Daily ArchiveWednesday, March 14th, 2007
CiglessBot 14 Mar 2007 07:42 am
True confessions of an ex-smoker.
Okay, I’ll come clean. I once smoked. This surprises people, as I don’t look like a smoker, whatever that means.
Smoking is serious and quitting is very difficult. I quit for good 20 years ago. I told myself that all I had to do was get through that day. I smoked no small amount and I am not proud of it. Smoking promotes dishonesty. Smokers don’t really tell you how much they smoke.
Smoking is a serious addiction. I still say that I am one cigarette away from being a pack-and-a-half-a-day smoker. While the first puff may be nauseating, soon I’d be craving another one even if I didn’t really want it.
My mom died of lung cancer at the young age of 63. Smoking kills and it doesn’t do it nicely. Smoking puts stress on your heart, affects your blood pressure and if you are pregnant it has been associated with a higher incidence of miscarriage and low birth weight. One day I woke up and realized smoking controlled me and it was time to be honest with myself.

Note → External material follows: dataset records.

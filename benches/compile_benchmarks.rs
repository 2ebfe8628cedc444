//! Benchmarks for the stencil compiler and the tiled runtime.
//!
//! Run with: cargo bench

use criterion::{black_box, criterion_group, criterion_main, Criterion};
use stencilopt::codegen::{self, Format};
use stencilopt::context::CompilationContext;
use stencilopt::runtime::{Executor, NoPrefetch, StencilContext};
use stencilopt::settings::CompilerSettings;

/// Benchmark the full compile pipeline.
fn bench_compile(c: &mut Criterion) {
    let mut ctx = CompilationContext::new(CompilerSettings::default()).unwrap();
    ctx.set_radius("iso3dfd", 8).unwrap();

    c.bench_function("compile_iso3dfd_r8", |b| {
        b.iter(|| ctx.compile(black_box("iso3dfd"), Some(16)).unwrap())
    });

    let compiled = ctx.compile("iso3dfd", Some(16)).unwrap();
    c.bench_function("emit_avx512_iso3dfd_r8", |b| {
        b.iter(|| codegen::generate(black_box(&compiled), Format::Avx512).unwrap())
    });
}

/// Benchmark bundling with many independent and dependent equations.
fn bench_bundling(c: &mut Criterion) {
    let settings = CompilerSettings::new().bundle_target("a", "foo").bundle_target("b", "bar");
    let ctx = CompilationContext::new(settings).unwrap();

    c.bench_function("compile_test_chain", |b| {
        b.iter(|| ctx.compile(black_box("test_chain"), None).unwrap())
    });
}

/// Benchmark the reference and tiled sweeps.
fn bench_runtime(c: &mut Criterion) {
    let ctx = CompilationContext::new(CompilerSettings::default()).unwrap();
    let compiled = ctx.compile("heat2d", Some(8)).unwrap();
    let mut grids = StencilContext::new(&compiled, &[64, 64]).unwrap();
    grids.init_diff();
    let exec = Executor::new(&compiled, &grids).unwrap();

    let mut reference = grids.clone();
    c.bench_function("heat2d_ref_64x64", |b| {
        b.iter(|| exec.calc_steps_ref(&mut reference, 0..1).unwrap())
    });

    let mut tiled = grids.with_block(&[16, 16]).unwrap();
    c.bench_function("heat2d_tiled_64x64", |b| {
        b.iter(|| exec.calc_steps_opt(&mut tiled, 0..1, &NoPrefetch).unwrap())
    });
}

criterion_group!(benches, bench_compile, bench_bundling, bench_runtime);
criterion_main!(benches);
//! Stencil variables (grids).

use crate::ir::dims::DimKind;
use crate::ir::expr::{Index, VarPoint};
use serde::{Serialize, Deserialize};
use std::collections::BTreeMap;

/// A variable indexed by an ordered list of dimensions.
///
/// Halo, step allocation and padding start at their minimum and are raised
/// during finalization to cover every read of the variable.
#[derive(Debug, Clone, PartialEq, Serialize, Deserialize)]
pub struct Variable {
    pub name: String,
    /// Dimensions in indexing order
    pub dims: Vec<(String, DimKind)>,
    /// Halo width per domain dimension
    pub halo: BTreeMap<String, i64>,
    /// Number of step slots kept in memory
    pub step_alloc: i64,
    /// Halo rounded up to the fold length, per domain dimension
    pub pad: BTreeMap<String, i64>,
    /// Inclusive index range used along each misc dimension
    pub misc_range: BTreeMap<String, (i64, i64)>,
}

impl Variable {
    pub fn new(name: impl Into<String>, dims: Vec<(String, DimKind)>) -> Self {
        let halo = dims
            .iter()
            .filter(|(_, k)| *k == DimKind::Domain)
            .map(|(d, _)| (d.clone(), 0))
            .collect::<BTreeMap<_, _>>();
        let pad = halo.clone();
        let step_alloc = if dims.iter().any(|(_, k)| *k == DimKind::Step) { 1 } else { 0 };
        Self {
            name: name.into(),
            dims,
            halo,
            step_alloc,
            pad,
            misc_range: BTreeMap::new(),
        }
    }

    /// Build a var-point with one value per dimension, in indexing order.
    ///
    /// Step and domain values are offsets from the evaluation point; misc
    /// values are absolute indices. Missing trailing values default to 0.
    pub fn at(&self, values: &[i64]) -> VarPoint {
        let indices = self
            .dims
            .iter()
            .enumerate()
            .map(|(i, (dim, kind))| {
                let v = values.get(i).copied().unwrap_or(0);
                match kind {
                    DimKind::Misc => Index::Const { dim: dim.clone(), value: v },
                    _ => Index::Offset { dim: dim.clone(), offset: v },
                }
            })
            .collect();
        VarPoint::new(self.name.clone(), indices)
    }

    pub fn has_dim(&self, dim: &str) -> bool {
        self.dims.iter().any(|(d, _)| d == dim)
    }

    pub fn has_step_dim(&self) -> bool {
        self.dims.iter().any(|(_, k)| *k == DimKind::Step)
    }

    pub fn domain_dims(&self) -> Vec<&str> {
        self.dims_of(DimKind::Domain)
    }

    pub fn misc_dims(&self) -> Vec<&str> {
        self.dims_of(DimKind::Misc)
    }

    fn dims_of(&self, kind: DimKind) -> Vec<&str> {
        self.dims
            .iter()
            .filter(|(_, k)| *k == kind)
            .map(|(d, _)| d.as_str())
            .collect()
    }

    pub fn halo_of(&self, dim: &str) -> i64 {
        self.halo.get(dim).copied().unwrap_or(0)
    }

    pub fn pad_of(&self, dim: &str) -> i64 {
        self.pad.get(dim).copied().unwrap_or(0)
    }

    /// Raise the halo along `dim` to cover a read at `offset`.
    pub fn require_halo(&mut self, dim: &str, offset: i64) {
        if let Some(h) = self.halo.get_mut(dim) {
            *h = (*h).max(offset.abs());
        }
    }

    /// Raise the step allocation to cover reads `distance` steps back.
    pub fn require_step_distance(&mut self, distance: i64) {
        if self.has_step_dim() {
            self.step_alloc = self.step_alloc.max(distance.abs() + 1);
        }
    }

    /// Widen the misc range to include `value`.
    pub fn require_misc(&mut self, dim: &str, value: i64) {
        let entry = self.misc_range.entry(dim.to_string()).or_insert((value, value));
        entry.0 = entry.0.min(value);
        entry.1 = entry.1.max(value);
    }

    /// Number of indices used along a misc dimension.
    pub fn misc_size(&self, dim: &str) -> i64 {
        self.misc_range
            .get(dim)
            .map(|(lo, hi)| hi - lo + 1)
            .unwrap_or(1)
    }
}

#[cfg(test)]
mod tests {
    use super::*;

    fn field() -> Variable {
        Variable::new(
            "f",
            vec![
                ("t".to_string(), DimKind::Step),
                ("x".to_string(), DimKind::Domain),
                ("c".to_string(), DimKind::Misc),
            ],
        )
    }

    #[test]
    fn test_at() {
        let f = field();
        let p = f.at(&[1, -2, 3]);
        assert_eq!(p.to_string(), "f(t+1, x-2, c=3)");
        assert_eq!(f.at(&[]).to_string(), "f(t, x, c=0)");
    }

    #[test]
    fn test_requirements() {
        let mut f = field();
        assert_eq!(f.step_alloc, 1);
        f.require_halo("x", -3);
        f.require_halo("x", 2);
        f.require_step_distance(1);
        f.require_misc("c", 0);
        f.require_misc("c", 2);
        assert_eq!(f.halo_of("x"), 3);
        assert_eq!(f.step_alloc, 2);
        assert_eq!(f.misc_size("c"), 3);
        assert_eq!(f.domain_dims(), vec!["x"]);
    }
}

I had to be ready and no one could push me to quit. I didn’t just have to quit smoking, though. I had to relinquish an entire set of events that over the years had become connected to smoking. This was the hard work. Smoking signaled relaxation. It was wonderful with a cup of coffee, a conversation, a meal or a phone call. I needed to learn how to laugh, cry, drink a beverage and drive a car without a cigarette.